▸ WHAT TO DO
Copy each line below containing "InvalidUrl".
◇ ◇ ◇
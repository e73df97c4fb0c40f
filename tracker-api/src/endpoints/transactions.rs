use super::{ApiRequest, MutationResponse, RequestData, TransactionId};
use reqwest::Method;
use std::borrow::Cow;

#[derive(Debug, Clone, PartialEq, Eq)]
pub struct DeleteTransaction {
    pub transaction_id: TransactionId,
}

impl DeleteTransaction {
    pub fn new(transaction_id: TransactionId) -> Self {
        Self { transaction_id }
    }
}

impl ApiRequest for DeleteTransaction {
    type Response = MutationResponse;
    const METHOD: Method = Method::POST;

    fn endpoint(&self) -> Cow<'_, str> {
        format!("/delete/{}/", self.transaction_id).into()
    }
}

/// What a bulk delete covers
#[derive(Debug, Clone, PartialEq, Eq)]
pub enum BulkDeleteScope {
    Ids(Vec<TransactionId>),
    All,
}

#[derive(Debug, Clone, PartialEq, Eq)]
pub struct BulkDeleteTransactions {
    scope: BulkDeleteScope,
}

impl BulkDeleteTransactions {
    pub fn new(transaction_ids: Vec<TransactionId>) -> Self {
        Self {
            scope: BulkDeleteScope::Ids(transaction_ids),
        }
    }

    pub fn all() -> Self {
        Self {
            scope: BulkDeleteScope::All,
        }
    }

    pub fn scope(&self) -> &BulkDeleteScope {
        &self.scope
    }
}

impl ApiRequest for BulkDeleteTransactions {
    type Response = MutationResponse;
    const METHOD: Method = Method::POST;

    fn endpoint(&self) -> Cow<'_, str> {
        "/bulk-delete/".into()
    }

    fn data(&self) -> RequestData {
        match &self.scope {
            BulkDeleteScope::Ids(ids) => RequestData::Form(
                ids.iter()
                    .map(|id| ("transaction_ids", id.to_string()))
                    .collect(),
            ),
            BulkDeleteScope::All => RequestData::Form(vec![("delete_all", "true".to_string())]),
        }
    }
}
use tracker_api::endpoints::analytics::AnalyticsSummary;

pub fn render_analytics(summary: &AnalyticsSummary) -> String {
    format!(
        "Transactions: {}  Expenses: {}  Income: {}",
        summary.transactions_count, summary.expense_count, summary.income_count
    )
}
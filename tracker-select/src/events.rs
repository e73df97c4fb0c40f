use chrono::{DateTime, Local};
use std::fmt::Display;
use tracker_api::endpoints::{analytics::AnalyticsSummary, MutationAck, TransactionId};
use tracker_api::TrackerApiError;

/// Rows a delete request covers
#[derive(Debug, Clone, PartialEq, Eq)]
pub enum DeleteTarget {
    One(TransactionId),
    Many(Vec<TransactionId>),
    All,
}

impl DeleteTarget {
    pub fn ids(&self) -> &[TransactionId] {
        match self {
            DeleteTarget::One(id) => std::slice::from_ref(id),
            DeleteTarget::Many(ids) => ids,
            DeleteTarget::All => &[],
        }
    }
}

impl Display for DeleteTarget {
    fn fmt(&self, f: &mut std::fmt::Formatter<'_>) -> std::fmt::Result {
        match self {
            DeleteTarget::One(id) => write!(f, "transaction {}", id),
            DeleteTarget::Many(ids) => write!(f, "{} transaction(s)", ids.len()),
            DeleteTarget::All => f.write_str("all transactions"),
        }
    }
}

/// Why a delete did not go through
#[derive(Debug, Clone, PartialEq, Eq)]
pub enum DeleteFailure {
    /// No usable response came back
    Network,
    /// The server refused, with its reason when it gave one
    Rejected(Option<String>),
}

impl DeleteFailure {
    pub fn from_api_error(error: &TrackerApiError) -> Self {
        match error {
            TrackerApiError::Rejected { status, reason } => {
                if reason.is_none() && status.as_u16() == 404 {
                    DeleteFailure::Rejected(Some("Transaction not found".to_string()))
                } else {
                    DeleteFailure::Rejected(reason.clone())
                }
            }
            _ => DeleteFailure::Network,
        }
    }
}

pub type DeleteOutcome = Result<MutationAck, DeleteFailure>;

/// Commands to execute (user actions → state transitions or background tasks)
#[derive(Debug, Clone, PartialEq)]
pub enum AppCommand {
    // Table rows
    BindRows { ids: Vec<TransactionId> },
    ToggleRow { id: TransactionId, selected: bool },
    SetSelectAllCheckbox { checked: bool },
    SelectAllRows,
    ClearSelection,
    ReloadSelection,

    // Deletion
    RequestDelete(DeleteTarget),
    RequestDeleteSelected,
    ConfirmDelete,
    CancelDelete,

    // Summary views
    RefreshSummaries,

    // Page chrome
    ShowImportWindow,
    CloseImportWindow,
    ShowSearchInfo,
    CloseSearchInfo,
    ToggleExportOptions,
    ExpireNotifications { now: DateTime<Local> },
}

/// Events from background tasks (responses to commands)
#[derive(Debug, Clone)]
pub enum DataEvent {
    DeleteFinished {
        target: DeleteTarget,
        outcome: DeleteOutcome,
    },

    AnalyticsLoaded {
        summary: AnalyticsSummary,
    },
    AnalyticsFailed {
        error: String,
    },

    FeedLoaded {
        feed: Vec<String>,
    },
    FeedFailed {
        error: String,
    },
}
pub mod dates;
pub mod html;
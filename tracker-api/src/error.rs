use reqwest::StatusCode;
use serde::{Deserialize, Serialize};

#[derive(Debug)]
pub enum TrackerApiError {
    /// No response was received (connection refused, timeout, TLS, ...)
    Transport(reqwest::Error),
    /// The server answered and refused the operation
    Rejected {
        status: StatusCode,
        reason: Option<String>,
    },
    /// The server answered with something other than the expected JSON
    Decode { status: StatusCode, body: String },
    InvalidUrl(String),
    Build(reqwest::Error),
}

impl TrackerApiError {
    /// Build the error for a non-success response, pulling the reason out of
    /// the JSON body when the server sent one.
    pub(crate) fn from_status(status: StatusCode, body: &str) -> Self {
        let reason = serde_json::from_str::<ErrorBody>(body)
            .ok()
            .and_then(|b| b.error.or(b.message));
        TrackerApiError::Rejected { status, reason }
    }

    pub fn is_transport(&self) -> bool {
        matches!(self, TrackerApiError::Transport(_))
    }

    pub fn status(&self) -> Option<StatusCode> {
        match self {
            TrackerApiError::Rejected { status, .. } | TrackerApiError::Decode { status, .. } => {
                Some(*status)
            }
            TrackerApiError::Transport(e) => e.status(),
            _ => None,
        }
    }

    /// Human readable reason given by the server, if any
    pub fn reason(&self) -> Option<&str> {
        match self {
            TrackerApiError::Rejected { reason, .. } => reason.as_deref(),
            _ => None,
        }
    }
}

impl std::fmt::Display for TrackerApiError {
    fn fmt(&self, f: &mut std::fmt::Formatter<'_>) -> std::fmt::Result {
        match self {
            TrackerApiError::Transport(e) => write!(f, "Network error: {}", e),
            TrackerApiError::Rejected { status, reason } => write!(
                f,
                "({}) {}",
                status,
                reason.as_deref().unwrap_or("request rejected")
            ),
            TrackerApiError::Decode { status, .. } => {
                write!(f, "({}) unexpected response body", status)
            }
            TrackerApiError::InvalidUrl(url) => write!(f, "Invalid server url: {}", url),
            TrackerApiError::Build(e) => write!(f, "Failed to build HTTP client: {}", e),
        }
    }
}

impl std::error::Error for TrackerApiError {
    fn source(&self) -> Option<&(dyn std::error::Error + 'static)> {
        match self {
            TrackerApiError::Transport(e) | TrackerApiError::Build(e) => Some(e),
            _ => None,
        }
    }
}

#[derive(Debug, Clone, Default, Serialize, Deserialize)]
pub struct ErrorBody {
    #[serde(default)]
    pub error: Option<String>,
    #[serde(default)]
    pub message: Option<String>,
}
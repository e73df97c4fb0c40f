//! Shared empty state message for the transactions table.

pub const EMPTY_STATE_MESSAGE: &str = "No transactions yet. Add your first one above!";

pub fn render_empty_state() -> String {
    EMPTY_STATE_MESSAGE.to_string()
}
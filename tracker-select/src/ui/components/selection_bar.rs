use crate::state::AppState;

/// Count label, plus the bulk actions while anything is selected
pub fn render_selection_bar(state: &AppState) -> String {
    let summary = state.selection.summary_text();
    if state.bulk_actions_visible() {
        format!(
            "{} ({})  |  delete-selected  clear",
            summary,
            state.selection.len()
        )
    } else {
        summary
    }
}
use std::collections::BTreeSet;
use tracker_api::endpoints::TransactionId;

/// Ids of the transaction rows currently marked for a bulk action
#[derive(Debug, Clone, Default, PartialEq, Eq)]
pub struct SelectionSet {
    ids: BTreeSet<TransactionId>,
}

/// What a single mutation did to the selection.
///
/// Persisting replays the delta on top of the stored snapshot instead of
/// overwriting it with the in-memory set, so ids stored by another writer
/// survive unless this mutation cleared or removed them.
#[derive(Debug, Clone, Default, PartialEq, Eq)]
pub struct SelectionDelta {
    pub cleared: bool,
    pub added: BTreeSet<TransactionId>,
    pub removed: BTreeSet<TransactionId>,
}

impl SelectionDelta {
    pub fn is_empty(&self) -> bool {
        !self.cleared && self.added.is_empty() && self.removed.is_empty()
    }
}

impl SelectionSet {
    pub fn new() -> Self {
        Self::default()
    }

    pub fn len(&self) -> usize {
        self.ids.len()
    }

    pub fn is_empty(&self) -> bool {
        self.ids.is_empty()
    }

    pub fn contains(&self, id: TransactionId) -> bool {
        self.ids.contains(&id)
    }

    pub fn iter(&self) -> impl Iterator<Item = TransactionId> + '_ {
        self.ids.iter().copied()
    }

    /// Snapshot of the selected ids in ascending order
    pub fn ids(&self) -> Vec<TransactionId> {
        self.iter().collect()
    }

    pub fn toggle(&mut self, id: TransactionId, selected: bool) -> SelectionDelta {
        if selected {
            self.select_all([id])
        } else {
            self.remove_all([id])
        }
    }

    pub fn select_all(&mut self, ids: impl IntoIterator<Item = TransactionId>) -> SelectionDelta {
        let delta = SelectionDelta {
            added: ids.into_iter().collect(),
            ..Default::default()
        };
        self.apply(&delta);
        delta
    }

    pub fn remove_all(&mut self, ids: impl IntoIterator<Item = TransactionId>) -> SelectionDelta {
        let delta = SelectionDelta {
            removed: ids.into_iter().collect(),
            ..Default::default()
        };
        self.apply(&delta);
        delta
    }

    pub fn clear(&mut self) -> SelectionDelta {
        let delta = SelectionDelta {
            cleared: true,
            ..Default::default()
        };
        self.apply(&delta);
        delta
    }

    pub fn apply(&mut self, delta: &SelectionDelta) {
        if delta.cleared {
            self.ids.clear();
        }
        self.ids.extend(delta.added.iter().copied());
        for id in &delta.removed {
            self.ids.remove(id);
        }
    }

    pub fn summary_text(&self) -> String {
        summary_text(self.len())
    }
}

impl FromIterator<TransactionId> for SelectionSet {
    fn from_iter<I: IntoIterator<Item = TransactionId>>(iter: I) -> Self {
        Self {
            ids: iter.into_iter().collect(),
        }
    }
}

pub fn summary_text(count: usize) -> String {
    match count {
        0 => "No transactions selected".to_string(),
        1 => "1 transaction selected".to_string(),
        n => format!("{} transactions selected", n),
    }
}
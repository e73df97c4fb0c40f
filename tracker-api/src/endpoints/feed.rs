use super::ApiRequest;
use serde::{Deserialize, Serialize};
use std::borrow::Cow;

/// Spending insights, each entry is a pre-rendered HTML fragment
#[derive(Debug, Clone, Default, PartialEq, Eq, Serialize, Deserialize)]
pub struct FeedResponse {
    pub feed: Vec<String>,
}

#[derive(Debug, Clone, Default)]
pub struct GetFeedMessages;

impl ApiRequest for GetFeedMessages {
    type Response = FeedResponse;

    fn endpoint(&self) -> Cow<'_, str> {
        "/feed-messages/".into()
    }
}
use crate::state::{Notification, NotificationKind};

fn symbol(kind: NotificationKind) -> &'static str {
    match kind {
        NotificationKind::Success => "✓",
        NotificationKind::Error => "✗",
        NotificationKind::Warning => "!",
    }
}

pub fn render_notification(notification: &Notification) -> String {
    format!("{} {}", symbol(notification.kind), notification.message)
}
◇ ◇ ◇
▸ ANSWER
    InvalidUrl(String),
            TrackerApiError::InvalidUrl(url) => write!(f, "Invalid server url: {}", url),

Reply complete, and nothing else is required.